Hughes, Ted - The Iron Man - Quite different from The Iron Giant movie, according to what I've heard; I haven't read it myself, yet. A recent edition was retitled The Iron Giant.

Banks, Lynne Reid - The Indian in the Cupboard - And the sequel.

Hitchcock, Alfred (ed) - Alfred Hitchcock's Monster Museum - There were a number of excellent genre books (primarily horror, mystery, and fantasy) for older children published under Hitchcock's name (my understanding is that he wasn't actually involved in producing any of them). Some of them were anthologies of classic older stories, but some were collections of stories by Robert Arthur, who did the actual editing on all of them. They were generally excellent. They include (Alfred Hitchcock's) Solve-Them-Yourself Mysteries, Spellbinders in Suspense, Haunted Houseful, Ghostly Gallery, etc.

Arthur, Robert - Ghosts and More Ghosts - Also Mystery and More Mystery. Arthur was also the author of the original Three Investigators books, which although not strictly genre - they were mysteries - are also very good indeed. Be careful with later editions; in some of them, the character of Alfred Hitchcock was replaced by "Hector Sebastian" and other fictional persons.

Current Mood: accomplished

Monday, January 15th, 2007
1:32 pm
[bobquasit]
2007
Well, a year has passed and another Arisia panel on this topic has come and gone. Arisia has set up forums on their site for many of the panels, but since those forums will apparently be deleted eventually, I'm cross-posting everything between the two.

Beyond Hogwarts: A Young Fan's Reading List

Here's a link to the handout that I made up for the panel. I hope that Ed can get his handout up as well. For one thing, I need a copy. :D

Arisia 2007 Children's Literature Panel handout (pdf)

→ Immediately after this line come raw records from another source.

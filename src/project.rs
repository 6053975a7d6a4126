//! Project discovery and the open-project session.
//!
//! Projects are stored as individual JSON files in the data directory with
//! the naming convention `<project_name>_schedule.json`. A
//! [`ProjectSession`] pairs one project with its loaded tasks and is passed
//! explicitly to every command; there is no process-wide current project.
//!
//! Next to each project file sits `<project_name>_schedule.meta.json`, which
//! keeps what the bare task array cannot: the name the user typed and the
//! highest task id ever assigned.

use std::fs;
use std::path::{Path, PathBuf};
use std::time::SystemTime;

use serde::{Deserialize, Serialize};
use tracing::{debug, warn};

use crate::error::{Error, Result};
use crate::scheduler::{ScheduleReport, Scheduler};
use crate::store::TaskStore;

const FILE_SUFFIX: &str = "_schedule";
const META_EXTENSION: &str = "meta.json";

/// Per-project data kept beside the task array.
#[derive(Debug, Clone, Default, PartialEq, Eq, Serialize, Deserialize)]
#[serde(rename_all = "camelCase")]
pub struct ProjectMeta {
    #[serde(default)]
    pub display_name: Option<String>,
    #[serde(default)]
    pub last_id: u64,
}

/// Represents a project with its name and file path.
#[derive(Debug, Clone, PartialEq, Eq)]
pub struct Project {
    pub name: String,
    pub display_name: String,
    pub file_path: PathBuf,
}

impl Project {
    /// Create a new project with the given display name.
    pub fn new(display_name: &str, dir: &Path) -> Self {
        let name = sanitize_project_name(display_name);
        let file_path = dir.join(format!("{name}{FILE_SUFFIX}.json"));
        Project {
            name,
            display_name: display_name.to_string(),
            file_path,
        }
    }

    /// Recognise a project file by its `_schedule.json` suffix.
    pub fn from_file(file_path: PathBuf) -> Option<Self> {
        if file_path.extension()?.to_str()? != "json" {
            return None;
        }
        let stem = file_path.file_stem()?.to_str()?;
        let name = stem.strip_suffix(FILE_SUFFIX)?;
        if name.is_empty() {
            return None;
        }
        Some(Project {
            name: name.to_string(),
            display_name: name.replace('_', " "),
            file_path,
        })
    }

    /// Any file passed explicitly with `--file`, named after its stem when it
    /// does not follow the project naming convention.
    pub fn from_path(file_path: PathBuf) -> Self {
        if let Some(project) = Project::from_file(file_path.clone()) {
            return project.with_saved_name();
        }
        let name = file_path
            .file_stem()
            .and_then(|s| s.to_str())
            .unwrap_or("project")
            .to_string();
        Project {
            display_name: name.clone(),
            name,
            file_path,
        }
        .with_saved_name()
    }

    /// Create the project file (empty task list) if it doesn't exist.
    pub fn create_if_not_exists(&self) -> Result<()> {
        if !self.file_path.exists() {
            TaskStore::default().save(&self.file_path)?;
            self.save_meta(0)?;
        }
        Ok(())
    }

    pub fn meta_path(&self) -> PathBuf {
        self.file_path.with_extension(META_EXTENSION)
    }

    /// Read the sidecar; a missing or unreadable one yields defaults.
    pub fn load_meta(&self) -> ProjectMeta {
        let path = self.meta_path();
        let Ok(buf) = fs::read_to_string(&path) else {
            return ProjectMeta::default();
        };
        serde_json::from_str(&buf).unwrap_or_else(|e| {
            warn!(path = %path.display(), "ignoring unreadable project metadata: {e}");
            ProjectMeta::default()
        })
    }

    pub fn save_meta(&self, last_id: u64) -> Result<()> {
        let path = self.meta_path();
        let meta = ProjectMeta {
            display_name: Some(self.display_name.clone()),
            last_id,
        };
        let data = serde_json::to_string_pretty(&meta).map_err(|e| Error::json(&path, e))?;
        fs::write(&path, data).map_err(|e| Error::io(&path, e))
    }

    /// Take the display name recorded when the project was created.
    fn with_saved_name(mut self) -> Self {
        if let Some(name) = self.load_meta().display_name.filter(|n| !n.trim().is_empty()) {
            self.display_name = name;
        }
        self
    }
}

/// Convert a display name to a safe project name for file naming.
pub fn sanitize_project_name(display_name: &str) -> String {
    display_name
        .to_lowercase()
        .chars()
        .map(|c| if c.is_alphanumeric() { c } else { '_' })
        .collect::<String>()
        .split('_')
        .filter(|s| !s.is_empty())
        .collect::<Vec<_>>()
        .join("_")
}

/// Discover all existing projects in the data directory, sorted by name.
pub fn discover_projects(dir: &Path) -> Result<Vec<Project>> {
    let mut projects = Vec::new();
    if !dir.exists() {
        return Ok(projects);
    }

    for entry in fs::read_dir(dir).map_err(|e| Error::io(dir, e))? {
        let entry = entry.map_err(|e| Error::io(dir, e))?;
        let path = entry.path();
        if path.is_file() {
            if let Some(project) = Project::from_file(path) {
                projects.push(project.with_saved_name());
            }
        }
    }

    projects.sort_by(|a, b| a.display_name.cmp(&b.display_name));
    Ok(projects)
}

/// Create a new, empty project.
pub fn create_project(display_name: &str, dir: &Path) -> Result<Project> {
    if sanitize_project_name(display_name).is_empty() {
        return Err(Error::EmptyProjectName);
    }

    let project = Project::new(display_name.trim(), dir);
    if project.file_path.exists() {
        return Err(Error::ProjectExists(display_name.trim().to_string()));
    }
    fs::create_dir_all(dir).map_err(|e| Error::io(dir, e))?;
    project.create_if_not_exists()?;
    Ok(project)
}

/// Find the most recently modified project in the data directory.
pub fn most_recent_project(dir: &Path) -> Result<Option<Project>> {
    let mut most_recent: Option<(Project, SystemTime)> = None;

    for project in discover_projects(dir)? {
        let Ok(modified) = fs::metadata(&project.file_path).and_then(|m| m.modified()) else {
            continue;
        };
        match most_recent {
            Some((_, current)) if current >= modified => {}
            _ => most_recent = Some((project, modified)),
        }
    }

    Ok(most_recent.map(|(project, _)| project))
}

/// An open project: its file plus the tasks loaded from it.
#[derive(Debug, Clone)]
pub struct ProjectSession {
    pub project: Project,
    pub store: TaskStore,
}

impl ProjectSession {
    pub fn open(project: Project) -> Result<Self> {
        let last_id = project.load_meta().last_id;
        let store = TaskStore::load(&project.file_path)?.with_last_id(last_id);
        debug!(project = %project.display_name, tasks = store.tasks.len(), "opened project");
        Ok(ProjectSession { project, store })
    }

    pub fn save(&self) -> Result<()> {
        self.store.save(&self.project.file_path)?;
        self.project.save_meta(self.store.next_id() - 1)
    }

    /// Run the scheduler and swap in its result.
    pub fn reschedule(&mut self, scheduler: &Scheduler) -> ScheduleReport {
        let schedule = scheduler.schedule(&self.store.tasks);
        self.store.tasks = schedule.tasks;
        schedule.report
    }
}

A number of other authors came to my mind during the panel; fortunately I noted them all down, and will post them here soon.

Sunday, January 15th, 2006
6:24 pm
[bobquasit]
First Post
I'd like to start by putting up a few of the better books that I wanted to recommend.

Black and Blue Magic by Zilpha Keatley Snyder. A modern-day boy gets a potion which, when rubbed into his shoulder blades, allows him to sprout huge white wings - and fly. Ages 9-12. Memorable.

No Flying in the House by Betty Brock. A little girl discovers that she's descended from fairies. How does she know? Because she can kiss her elbow.

Boy Beyond the Moon by Tom Allum. Alternate title "Emperor of Space". 1960? From Great Britain. A very well done science fiction novel suitable for boys age seven and older, at a guess. A modern-day English boy named Guy befriends a famous, reclusive scientist who has moved in across the moors. In time, he discovers that the scientist has built a working space ship. It isn't long before Guy finds himself trapped on that spaceship along with a gang of escaped prisoners and the now-insane professor, on a trip to the tenth planet of the solar system: Imperator. Adventure and excitement in abundance. Unfortunately, this book is also incredibly rare, at least in the USA.

I'd like to expand these entries, but we've just got back from the con and I'm dead tired. Please, anyone, feel free to add your own favorites!